Hopefully your body will change after the birth of your son. That happened with a friend of mine. After the baby, her periods regulated out - no more odd timing or hormonal shifts. Let’s pray that's how it is with you too!

Can't tell you about PPD, but I hear you on the hormonal swings. I have heard from many women friends that things do sort themselves out after you have had a baby. I agree with Mignon, at any rate: you are so on top of all the possible contingencies and have a real common-sense approach to things that I am sure you will weather it out well if it does affect you.

I didn't menstruate until my son was about 8 months old. It had been so long since I'd had a period, that I truly had forgotten about it. When I saw blood, I had a moment of panic as I wondered, "What's wrong with me?!"

I hope you get a long break and that when things resume, your issues are resolved. Mood swings are tough enough--mood swings with children around bring on so much guilt.

None of the women I knew who had severe PMS symptoms experienced PND. Of course, I can't speak for everyone, but sometimes pregnancy brings the body full circle and severe symptoms of PMS sometimes abate. Good luck with that.

I suggest talking to your doctor now just to have a plan in place, just in case.

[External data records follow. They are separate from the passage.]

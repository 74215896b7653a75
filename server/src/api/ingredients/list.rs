use crate::api::{ApiError, ErrorResponse};
use crate::db::DbPool;
use crate::models::Ingredient;
use crate::schema::ingredients;
use axum::{
    extract::{Query, State},
    http::StatusCode,
    response::IntoResponse,
    Json,
};
use diesel::prelude::*;
use serde::Deserialize;
use std::sync::Arc;
use utoipa::IntoParams;

#[derive(Debug, Deserialize, IntoParams)]
pub struct IngredientSearchParams {
    /// Case-insensitive name prefix
    pub name: Option<String>,
}

/// Escape LIKE wildcards so user input only ever matches literally.
pub fn like_prefix(input: &str) -> String {
    let mut pattern = String::with_capacity(input.len() + 1);
    for c in input.chars() {
        if matches!(c, '%' | '_' | '\\') {
            pattern.push('\\');
        }
        pattern.push(c);
    }
    pattern.push('%');
    pattern
}

#[utoipa::path(
    get,
    path = "/api/ingredients",
    tag = "ingredients",
    params(IngredientSearchParams),
    responses(
        (status = 200, description = "Ingredients ordered by name", body = Vec<Ingredient>),
        (status = 500, description = "Internal server error", body = ErrorResponse)
    )
)]
pub async fn list_ingredients(
    State(pool): State<Arc<DbPool>>,
    Query(params): Query<IngredientSearchParams>,
) -> Result<impl IntoResponse, ApiError> {
    let mut conn = pool.get()?;

    let mut query = ingredients::table
        .select(Ingredient::as_select())
        .order((ingredients::name.asc(), ingredients::id.asc()))
        .into_boxed();

    if let Some(name) = params.name.as_deref().filter(|n| !n.is_empty()) {
        query = query.filter(ingredients::name.ilike(like_prefix(name)));
    }

    let ingredients: Vec<Ingredient> = query.load(&mut conn)?;

    Ok((StatusCode::OK, Json(ingredients)))
}
use axum::http::Uri;
use diesel::dsl::sql;
use diesel::expression::SqlLiteral;
use diesel::sql_types::BigInt;
use larder_core::{page_link, PageRequest};
use serde::Deserialize;
use utoipa::IntoParams;

use super::ApiError;
use crate::config::Config;

#[derive(Debug, Default, Deserialize, IntoParams)]
pub struct PageParams {
    /// 1-based page number (default: 1)
    pub page: Option<i64>,
    /// Page size (default and maximum come from server configuration)
    pub limit: Option<i64>,
}

/// `COUNT(*) OVER()`: the size of the whole filtered set, selected alongside
/// each row of a LIMIT/OFFSET page. Diesel has no window-function DSL.
pub fn count_over() -> SqlLiteral<BigInt> {
    sql::<BigInt>("COUNT(*) OVER()")
}

pub fn resolve_page(
    page: Option<i64>,
    limit: Option<i64>,
    config: &Config,
) -> Result<PageRequest, ApiError> {
    Ok(PageRequest::from_params(
        page,
        limit,
        config.page_size,
        config.max_page_size,
    )?)
}

/// `next`/`previous` links for a page envelope.
#[derive(Debug, Clone, PartialEq, Eq)]
pub struct PageLinks {
    pub next: Option<String>,
    pub previous: Option<String>,
}

/// Build the links for `page` given the collection size. A page past the end
/// is a 404.
pub fn page_links(uri: &Uri, page: &PageRequest, total: i64) -> Result<PageLinks, ApiError> {
    if page.is_out_of_range(total) {
        return Err(ApiError::not_found("Invalid page"));
    }

    let path = uri.path();
    let query = uri.query();

    Ok(PageLinks {
        next: page
            .has_next(total)
            .then(|| page_link(path, query, page.page + 1)),
        previous: page
            .has_previous()
            .then(|| page_link(path, query, page.page - 1)),
    })
}
//! Field validation for user and recipe input.
//!
//! Uniqueness is the store's job; everything checkable without a database
//! lives here so handlers can reject bad input before opening a transaction.

use std::collections::HashSet;
use std::hash::Hash;

use crate::error::ValidationError;

/// Upper bound for small positive integer columns (cooking time, amounts).
pub const MAX_SMALL_INT: i32 = 32767;

pub const MAX_USERNAME_LEN: usize = 150;
pub const MAX_NAME_LEN: usize = 150;
pub const MAX_EMAIL_LEN: usize = 254;
pub const MIN_PASSWORD_LEN: usize = 8;
pub const MAX_RECIPE_NAME_LEN: usize = 200;

/// Usernames that would shadow fixed routes under `/users/`.
const RESERVED_USERNAMES: &[&str] = &["me"];

pub fn validate_username(username: &str) -> Result<(), ValidationError> {
    if username.is_empty() {
        return Err(ValidationError::new("username", "Username cannot be empty"));
    }
    if username.chars().count() > MAX_USERNAME_LEN {
        return Err(ValidationError::new(
            "username",
            format!("Username must be at most {} characters", MAX_USERNAME_LEN),
        ));
    }
    if !username
        .chars()
        .all(|c| c.is_alphanumeric() || matches!(c, '@' | '.' | '+' | '-' | '_'))
    {
        return Err(ValidationError::new(
            "username",
            "Username may contain only letters, digits and @/./+/-/_",
        ));
    }
    if RESERVED_USERNAMES
        .iter()
        .any(|reserved| reserved.eq_ignore_ascii_case(username))
    {
        return Err(ValidationError::new(
            "username",
            format!("Username \"{}\" is reserved", username),
        ));
    }
    Ok(())
}

pub fn validate_email(email: &str) -> Result<(), ValidationError> {
    if email.len() > MAX_EMAIL_LEN {
        return Err(ValidationError::new(
            "email",
            format!("Email must be at most {} characters", MAX_EMAIL_LEN),
        ));
    }
    let valid = match email.split_once('@') {
        Some((local, domain)) => {
            !local.is_empty()
                && !domain.contains('@')
                && domain.contains('.')
                && !domain.starts_with('.')
                && !domain.ends_with('.')
                && !email.chars().any(char::is_whitespace)
        }
        None => false,
    };
    if !valid {
        return Err(ValidationError::new("email", "Enter a valid email address"));
    }
    Ok(())
}

/// First and last names share the same rules.
pub fn validate_name(field: &'static str, value: &str) -> Result<(), ValidationError> {
    if value.trim().is_empty() {
        return Err(ValidationError::new(field, "This field cannot be empty"));
    }
    if value.chars().count() > MAX_NAME_LEN {
        return Err(ValidationError::new(
            field,
            format!("Must be at most {} characters", MAX_NAME_LEN),
        ));
    }
    Ok(())
}

pub fn validate_password(field: &'static str, password: &str) -> Result<(), ValidationError> {
    if password.chars().count() < MIN_PASSWORD_LEN {
        return Err(ValidationError::new(
            field,
            format!(
                "Password is too short. It must contain at least {} characters",
                MIN_PASSWORD_LEN
            ),
        ));
    }
    if password.chars().all(|c| c.is_ascii_digit()) {
        return Err(ValidationError::new(field, "Password cannot be entirely numeric"));
    }
    Ok(())
}

/// One `{id, amount}` entry of a recipe write body.
#[derive(Debug, Clone, PartialEq, Eq)]
pub struct IngredientAmount<Id> {
    pub id: Id,
    pub amount: i32,
}

/// The store-independent part of a recipe create/update body.
#[derive(Debug, Clone)]
pub struct RecipeInput<'a, Id> {
    pub name: &'a str,
    pub text: &'a str,
    pub cooking_time: i32,
    pub ingredients: &'a [IngredientAmount<Id>],
    pub tags: &'a [Id],
}

/// Validate a recipe body and return its tag ids with duplicates removed
/// (first occurrence wins). Repeated ingredients are an error since each
/// would need its own amount.
pub fn validate_recipe<Id>(input: &RecipeInput<'_, Id>) -> Result<Vec<Id>, ValidationError>
where
    Id: Copy + Eq + Hash,
{
    let name = input.name.trim();
    if name.is_empty() {
        return Err(ValidationError::new("name", "Name cannot be empty"));
    }
    if name.chars().count() > MAX_RECIPE_NAME_LEN {
        return Err(ValidationError::new(
            "name",
            format!("Name must be at most {} characters", MAX_RECIPE_NAME_LEN),
        ));
    }
    if input.text.trim().is_empty() {
        return Err(ValidationError::new("text", "Text cannot be empty"));
    }
    if !(1..=MAX_SMALL_INT).contains(&input.cooking_time) {
        return Err(ValidationError::new(
            "cooking_time",
            format!("Cooking time must be between 1 and {}", MAX_SMALL_INT),
        ));
    }

    if input.ingredients.is_empty() {
        return Err(ValidationError::new(
            "ingredients",
            "A recipe needs at least one ingredient",
        ));
    }
    let mut seen = HashSet::new();
    for ingredient in input.ingredients {
        if !(1..=MAX_SMALL_INT).contains(&ingredient.amount) {
            return Err(ValidationError::new(
                "ingredients",
                format!("Ingredient amount must be between 1 and {}", MAX_SMALL_INT),
            ));
        }
        if !seen.insert(ingredient.id) {
            return Err(ValidationError::new(
                "ingredients",
                "Each ingredient may appear only once",
            ));
        }
    }

    if input.tags.is_empty() {
        return Err(ValidationError::new("tags", "A recipe needs at least one tag"));
    }
    let mut seen = HashSet::new();
    let tags = input
        .tags
        .iter()
        .copied()
        .filter(|tag| seen.insert(*tag))
        .collect();

    Ok(tags)
}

The thing about PPD, is it kind of sneaks up on you. Because it's all happening at once - Huge life change, zero sleep, entire center of universe has shifted, PPD can actually get lost in the shuffle, even when your in the midst of it.

Looking back on my own experience, in retrospect, I was totally off my rocker, but at the time, I was like "I wonder if somethings wrong?" And I was too tired / confused / PPD addled to take action.
I plan to be much better prepared this time around.

I've had one period in the past 3.5 years. Breastfeeding kicks ass. I still have the hormonal fluctuations - due to the breastfeeding, ironically, but they're nothing like I experience when I'm ovulating.

I will say, though...be prepared for a very emotional day just before your milk comes in. With Liam I spent the day crying because my dad had installed a new sink for me. It was pathetic.

As for PPD, as someone who has a tendency toward depression anyway, it was pretty much a given. Fortunately, there are medications available that are compatible with breastfeeding. I am doing so much better with Elena than I ever did with Liam.